If you’re meant to be friends down the road, it will happen. Your common interests and social ties will bring you back into each other’s lives pretty organically. You’ll run into each other at events, or make plans to hang out again, casually, for lunch, or a drink, and it will bring up a few feelings and perhaps you will take special care with your grooming that day, but you most likely won’t have FEELINGS. If you do? Give it another three months or six months. But right now, you have enough work to do in helping yourself heal and grieve and get over him without having to manage or negotiate the relationship with him. If you need to frame it as “I’m giving myself time to learn how to not give a shit what he thinks about anything” or run through 10,000 scenarios of how great your hair will look when at last you do meet again, nobody but you and I will know that. You have enough to deal with right now without taking on the pressure of how to act cool about something you’re not cool with yet. 

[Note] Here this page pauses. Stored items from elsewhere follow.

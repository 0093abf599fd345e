//! Worker errors and retry backoff.
//!
//! A worker reports failure with a [`WorkerError`]. By default the failure is
//! transient and the job is retried after its `retry_delay`; a permanent error
//! (`retry == false`) terminates the job immediately with the original message.
//! Individual errors may override the job's backoff for that one failure.
//!
//! # Backoff
//!
//! With `progressive_delay` off, every retry waits `retry_delay`. With it on,
//! attempt `n` (1-based) waits `retry_delay * n`:
//!
//! ```rust
//! use beehive::retry::retry_delay_ms;
//!
//! // fixed: 3s, 3s
//! assert_eq!(retry_delay_ms(3000, false, 1), 3000);
//! assert_eq!(retry_delay_ms(3000, false, 2), 3000);
//!
//! // progressive: 3s, 6s
//! assert_eq!(retry_delay_ms(3000, true, 1), 3000);
//! assert_eq!(retry_delay_ms(3000, true, 2), 6000);
//! ```

use crate::{BeehiveError, job::JobOptions};
use serde::{Deserialize, Serialize};
use std::{fmt, time::Duration};

/// Failure reported by user code.
///
/// # Examples
///
/// ```rust
/// use beehive::WorkerError;
/// use std::time::Duration;
///
/// // transient, retried with the job's backoff
/// let transient = WorkerError::new("upstream unavailable");
/// assert!(transient.retry);
///
/// // permanent, fails the job right away
/// let invalid = WorkerError::permanent("Argument must be positive");
/// assert!(!invalid.retry);
///
/// // transient with its own backoff
/// let slow = WorkerError::new("rate limited").with_retry_delay(Duration::from_secs(5));
/// assert_eq!(slow.retry_delay, Some(Duration::from_secs(5)));
/// ```
#[derive(Debug, Clone, PartialEq)]
pub struct WorkerError {
    pub message: String,
    pub retry: bool,
    pub retry_delay: Option<Duration>,
    pub progressive_delay: Option<bool>,
}

impl WorkerError {
    pub fn new(message: impl Into<String>) -> Self {
        Self {
            message: message.into(),
            retry: true,
            retry_delay: None,
            progressive_delay: None,
        }
    }

    pub fn permanent(message: impl Into<String>) -> Self {
        Self {
            retry: false,
            ..Self::new(message)
        }
    }

    pub fn with_retry_delay(mut self, delay: Duration) -> Self {
        self.retry_delay = Some(delay);
        self
    }

    pub fn with_progressive_delay(mut self, progressive: bool) -> Self {
        self.progressive_delay = Some(progressive);
        self
    }

    /// Resolve the overrides against the job's options for the engine.
    pub(crate) fn into_exception(self, options: &JobOptions) -> Exception {
        Exception {
            message: self.message,
            retry: self.retry,
            retry_delay: self
                .retry_delay
                .map(|d| d.as_millis() as u64)
                .unwrap_or(options.retry_delay),
            progressive_delay: self
                .progressive_delay
                .unwrap_or(options.progressive_delay),
        }
    }
}

impl fmt::Display for WorkerError {
    fn fmt(&self, f: &mut fmt::Formatter<'_>) -> fmt::Result {
        f.write_str(&self.message)
    }
}

impl std::error::Error for WorkerError {}

impl From<String> for WorkerError {
    fn from(message: String) -> Self {
        WorkerError::new(message)
    }
}

impl From<&str> for WorkerError {
    fn from(message: &str) -> Self {
        WorkerError::new(message)
    }
}

/// Errors bubbling out of nested jobs: validation failures are permanent,
/// everything else (a failed or canceled sub-job included) is transient.
impl From<BeehiveError> for WorkerError {
    fn from(err: BeehiveError) -> Self {
        let permanent = matches!(err, BeehiveError::Validation { .. });
        let message = err.to_string();
        if permanent {
            WorkerError::permanent(message)
        } else {
            WorkerError::new(message)
        }
    }
}

impl From<serde_json::Error> for WorkerError {
    fn from(err: serde_json::Error) -> Self {
        WorkerError::permanent(format!("Invalid job arguments: {}", err))
    }
}

/// A failure as handed to the `failed` script, with every override resolved.
#[derive(Debug, Clone, PartialEq, Serialize, Deserialize)]
#[serde(rename_all = "camelCase")]
pub struct Exception {
    pub message: String,
    pub retry: bool,
    pub retry_delay: u64,
    pub progressive_delay: bool,
}

/// Backoff before retry `attempt` (1-based), in milliseconds.
pub fn retry_delay_ms(retry_delay: u64, progressive: bool, attempt: u32) -> u64 {
    if progressive {
        retry_delay.saturating_mul(u64::from(attempt.max(1)))
    } else {
        retry_delay
    }
}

It is possible to greet the new partner of a significant ex with “Cool shoes!” and “Nice to meet you!” and to really, really mean both of those things. It is possible to look at someone you used to love and realize that you don’t regret loving them, but you don’t remember quite how you did it and know, suddenly, that you wouldn’t go back to being with them for all the tea in China. It just takes time to get to that place. Buy yourself that time now. It’s the quickest way to get to the world where you feel whole and okay again.

P.S. Since you mention that this breakup is bringing up some body insecurity, be extra nice to yourself when you look at media right about now. Already Pretty, Gabifresh, and other body positive sites are going to do you 1,000 more times more good than Ol’ Photoshop McGee and the high priestesses of hating-yourself-pretty.